V-Spark Online Help

Regular Expression Search

Regular expression (regex) queries search text using pattern matching. V‑Spark regex syntax is briefly described below. Regex searches can be performed in the Dashboard File View by selecting the Regex option for search text. Regex queries in V‑Spark will only match whole terms as with plain text queries. There are no partial matches.

Note

Regex queries operate on individual terms and cannot be used to match multi-word phrases. For each regex query, the search engine scans the list of terms in the inverted index to find all matching terms. It then retrieves all documents for each term.

This means that running a regex query that matches many unique terms can be very resource intensive. Users should avoid using a pattern that starts with a wildcard (for example, *.foo).

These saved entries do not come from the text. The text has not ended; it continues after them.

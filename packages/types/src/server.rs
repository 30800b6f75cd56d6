use chrono::{DateTime, Utc};
use serde::{Deserialize, Serialize};
use std::collections::BTreeMap;
use utoipa::ToSchema;

use crate::{GroupId, ServerId};

/// Definition of an upstream tool server as stored and served over the API.
#[derive(Serialize, Deserialize, Clone, Debug, PartialEq, ToSchema)]
#[serde(rename_all = "camelCase")]
pub struct ServerConfig {
    pub id: ServerId,
    /// Unique human-facing name; the first half of every qualified name.
    pub name: String,
    pub transport: TransportConfig,
    #[serde(default, skip_serializing_if = "Option::is_none")]
    pub auth: Option<ServerAuth>,
    #[serde(default)]
    pub health_check: HealthCheckConfig,
    #[serde(default)]
    pub rate_limits: RateLimitConfig,
    #[serde(default)]
    pub metadata: ServerMetadata,
    #[serde(default, skip_serializing_if = "Option::is_none")]
    pub group_id: Option<GroupId>,
    #[serde(default = "default_true")]
    pub enabled: bool,
}

fn default_true() -> bool {
    true
}

/// How the gateway reaches the upstream. Tagged so configs read naturally
/// in both JSON and TOML.
#[derive(Serialize, Deserialize, Clone, Debug, PartialEq, ToSchema)]
#[serde(tag = "type", rename_all = "snake_case")]
pub enum TransportConfig {
    Stdio {
        command: String,
        #[serde(default)]
        args: Vec<String>,
        #[serde(default)]
        env: BTreeMap<String, String>,
    },
    Http {
        url: String,
        #[serde(default)]
        headers: BTreeMap<String, String>,
    },
    Ws {
        url: String,
        #[serde(default)]
        headers: BTreeMap<String, String>,
    },
}

impl TransportConfig {
    pub fn kind(&self) -> &'static str {
        match self {
            TransportConfig::Stdio { .. } => "stdio",
            TransportConfig::Http { .. } => "http",
            TransportConfig::Ws { .. } => "ws",
        }
    }
}

#[derive(Serialize, Deserialize, Clone, Debug, PartialEq, ToSchema)]
#[serde(tag = "type", rename_all = "snake_case")]
pub enum ServerAuth {
    Bearer { token: String },
    Header { name: String, value: String },
}

#[derive(Serialize, Deserialize, Clone, Debug, PartialEq, ToSchema)]
#[serde(rename_all = "camelCase")]
pub struct HealthCheckConfig {
    pub enabled: bool,
    pub interval_ms: u64,
    pub timeout_ms: u64,
}

impl Default for HealthCheckConfig {
    fn default() -> Self {
        Self {
            enabled: true,
            interval_ms: 30_000,
            timeout_ms: 5_000,
        }
    }
}

/// Per-server admission caps. A value of 0 means "no cap for that window".
#[derive(Serialize, Deserialize, Clone, Copy, Debug, Default, PartialEq, Eq, ToSchema)]
#[serde(rename_all = "camelCase")]
pub struct RateLimitConfig {
    #[serde(default)]
    pub per_minute: u32,
    #[serde(default)]
    pub per_day: u32,
}

#[derive(Serialize, Deserialize, Clone, Debug, Default, PartialEq, ToSchema)]
#[serde(rename_all = "camelCase")]
pub struct ServerMetadata {
    #[serde(default, skip_serializing_if = "Option::is_none")]
    pub category: Option<String>,
    #[serde(default)]
    pub tags: Vec<String>,
    #[serde(default, skip_serializing_if = "Option::is_none")]
    pub version: Option<String>,
}

/// Runtime connection state of a single upstream. There is at most one
/// connection per server id, owned exclusively by the pool.
#[derive(Serialize, Deserialize, Clone, Copy, Debug, PartialEq, Eq, ToSchema)]
#[serde(rename_all = "snake_case")]
pub enum ConnectionState {
    Disconnected,
    Connecting,
    Connected,
    Reconnecting,
    Failed,
}

impl std::fmt::Display for ConnectionState {
    fn fmt(&self, f: &mut std::fmt::Formatter<'_>) -> std::fmt::Result {
        let s = match self {
            ConnectionState::Disconnected => "disconnected",
            ConnectionState::Connecting => "connecting",
            ConnectionState::Connected => "connected",
            ConnectionState::Reconnecting => "reconnecting",
            ConnectionState::Failed => "failed",
        };
        write!(f, "{s}")
    }
}

#[derive(Serialize, Deserialize, Clone, Debug, ToSchema)]
#[serde(rename_all = "camelCase")]
pub struct ConnectionStatus {
    pub server_id: ServerId,
    pub state: ConnectionState,
    pub reconnect_attempts: u32,
    pub last_activity: Option<DateTime<Utc>>,
}

#[derive(Serialize, Deserialize, Clone, Debug, PartialEq, ToSchema)]
#[serde(rename_all = "camelCase")]
pub struct ServerGroup {
    pub id: GroupId,
    pub name: String,
    #[serde(default, skip_serializing_if = "Option::is_none")]
    pub description: Option<String>,
}

#[cfg(test)]
mod tests {
    use super::*;

    #[test]
    fn transport_tagging() {
        let t: TransportConfig = serde_json::from_str(
            r#"{"type":"stdio","command":"weather-server","args":["--fast"]}"#,
        )
        .unwrap();
        assert_eq!(t.kind(), "stdio");

        let t: TransportConfig =
            serde_json::from_str(r#"{"type":"ws","url":"ws://localhost:9001"}"#).unwrap();
        assert_eq!(t.kind(), "ws");
    }

    #[test]
    fn rate_limit_defaults_to_uncapped() {
        let cfg: ServerConfig = serde_json::from_str(
            r#"{
                "id": "srv-weather",
                "name": "weather",
                "transport": {"type": "http", "url": "http://localhost:4000"}
            }"#,
        )
        .unwrap();
        assert_eq!(cfg.rate_limits.per_minute, 0);
        assert_eq!(cfg.rate_limits.per_day, 0);
        assert!(cfg.enabled);
        assert!(cfg.health_check.enabled);
    }
}
use serde_json::Value;
use toolgrid_types::{Condition, ConditionOperator};

use crate::template::lookup_path;

/// Evaluates a condition against the execution context root. A missing
/// path is falsy for every operator except `not_equals`.
pub fn evaluate(condition: &Condition, root: &Value) -> bool {
    let path: Vec<String> = condition
        .path
        .split('.')
        .map(|s| s.trim().to_string())
        .collect();
    let actual = lookup_path(root, &path);
    let expected = condition.value.as_ref();

    match condition.operator {
        ConditionOperator::Exists => actual.is_some_and(|v| !v.is_null()),
        ConditionOperator::Equals => match (actual, expected) {
            (Some(a), Some(e)) => json_eq(a, e),
            _ => false,
        },
        ConditionOperator::NotEquals => match (actual, expected) {
            (Some(a), Some(e)) => !json_eq(a, e),
            (None, Some(_)) => true,
            _ => false,
        },
        ConditionOperator::Contains => match (actual, expected) {
            (Some(Value::String(haystack)), Some(Value::String(needle))) => {
                haystack.contains(needle.as_str())
            }
            (Some(Value::Array(items)), Some(needle)) => items.iter().any(|i| json_eq(i, needle)),
            (Some(Value::Object(map)), Some(Value::String(key))) => map.contains_key(key),
            _ => false,
        },
        ConditionOperator::Gt => compare(actual, expected).is_some_and(|ord| ord.is_gt()),
        ConditionOperator::Lt => compare(actual, expected).is_some_and(|ord| ord.is_lt()),
    }
}

fn json_eq(a: &Value, b: &Value) -> bool {
    match (a.as_f64(), b.as_f64()) {
        // numeric comparison so 15 == 15.0
        (Some(x), Some(y)) => x == y,
        _ => a == b,
    }
}

fn compare(actual: Option<&Value>, expected: Option<&Value>) -> Option<std::cmp::Ordering> {
    let a = actual?.as_f64()?;
    let e = expected?.as_f64()?;
    a.partial_cmp(&e)
}

#[cfg(test)]
mod tests {
    use super::*;
    use serde_json::json;

    fn cond(operator: ConditionOperator, path: &str, value: Option<Value>) -> Condition {
        Condition {
            operator,
            path: path.to_string(),
            value,
        }
    }

    fn root() -> Value {
        json!({
            "input": {"city": "Paris", "count": 3},
            "steps": {"fetch": {"output": {"temp": 15, "tags": ["cold", "wet"]}}}
        })
    }

    #[test]
    fn equals_and_not_equals() {
        assert!(evaluate(
            &cond(ConditionOperator::Equals, "input.city", Some(json!("Paris"))),
            &root()
        ));
        assert!(evaluate(
            &cond(
                ConditionOperator::NotEquals,
                "input.city",
                Some(json!("Lyon"))
            ),
            &root()
        ));
        // missing path is "not equal" to any value
        assert!(evaluate(
            &cond(ConditionOperator::NotEquals, "input.nope", Some(json!(1))),
            &root()
        ));
    }

    #[test]
    fn exists() {
        assert!(evaluate(
            &cond(ConditionOperator::Exists, "steps.fetch.output", None),
            &root()
        ));
        assert!(!evaluate(
            &cond(ConditionOperator::Exists, "steps.missing.output", None),
            &root()
        ));
    }

    #[test]
    fn contains_on_strings_and_arrays() {
        assert!(evaluate(
            &cond(
                ConditionOperator::Contains,
                "input.city",
                Some(json!("ari"))
            ),
            &root()
        ));
        assert!(evaluate(
            &cond(
                ConditionOperator::Contains,
                "steps.fetch.output.tags",
                Some(json!("wet"))
            ),
            &root()
        ));
    }

    #[test]
    fn numeric_ordering() {
        assert!(evaluate(
            &cond(
                ConditionOperator::Gt,
                "steps.fetch.output.temp",
                Some(json!(10))
            ),
            &root()
        ));
        assert!(evaluate(
            &cond(ConditionOperator::Lt, "input.count", Some(json!(5.5))),
            &root()
        ));
        // non-numeric operands never satisfy an ordering
        assert!(!evaluate(
            &cond(ConditionOperator::Gt, "input.city", Some(json!(1))),
            &root()
        ));
    }
}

For more information on regex syntax as used in V‑Spark, refer to the documentation for Elasticsearch 1.4.

Anchoring

Most regex search engines will match any part of a word. In these cases ^ and $ are used to anchor searches to the beginning and end of a word, respectively. However, since V‑Spark regex searches will only match whole words, these special anchors are not required and not valid except as literal characters. As an example, for the word "abcde":

ab.* # match
abcd # no match
^abcd # no match
abcd$ # no match
Allowed Characters

Any Unicode characters may be used in the pattern, but certain characters are reserved. The reserved characters are:

. ? + * | { } [ ] ( ) # @ & < > ~" \

Note

^ and $ are not reserved characters.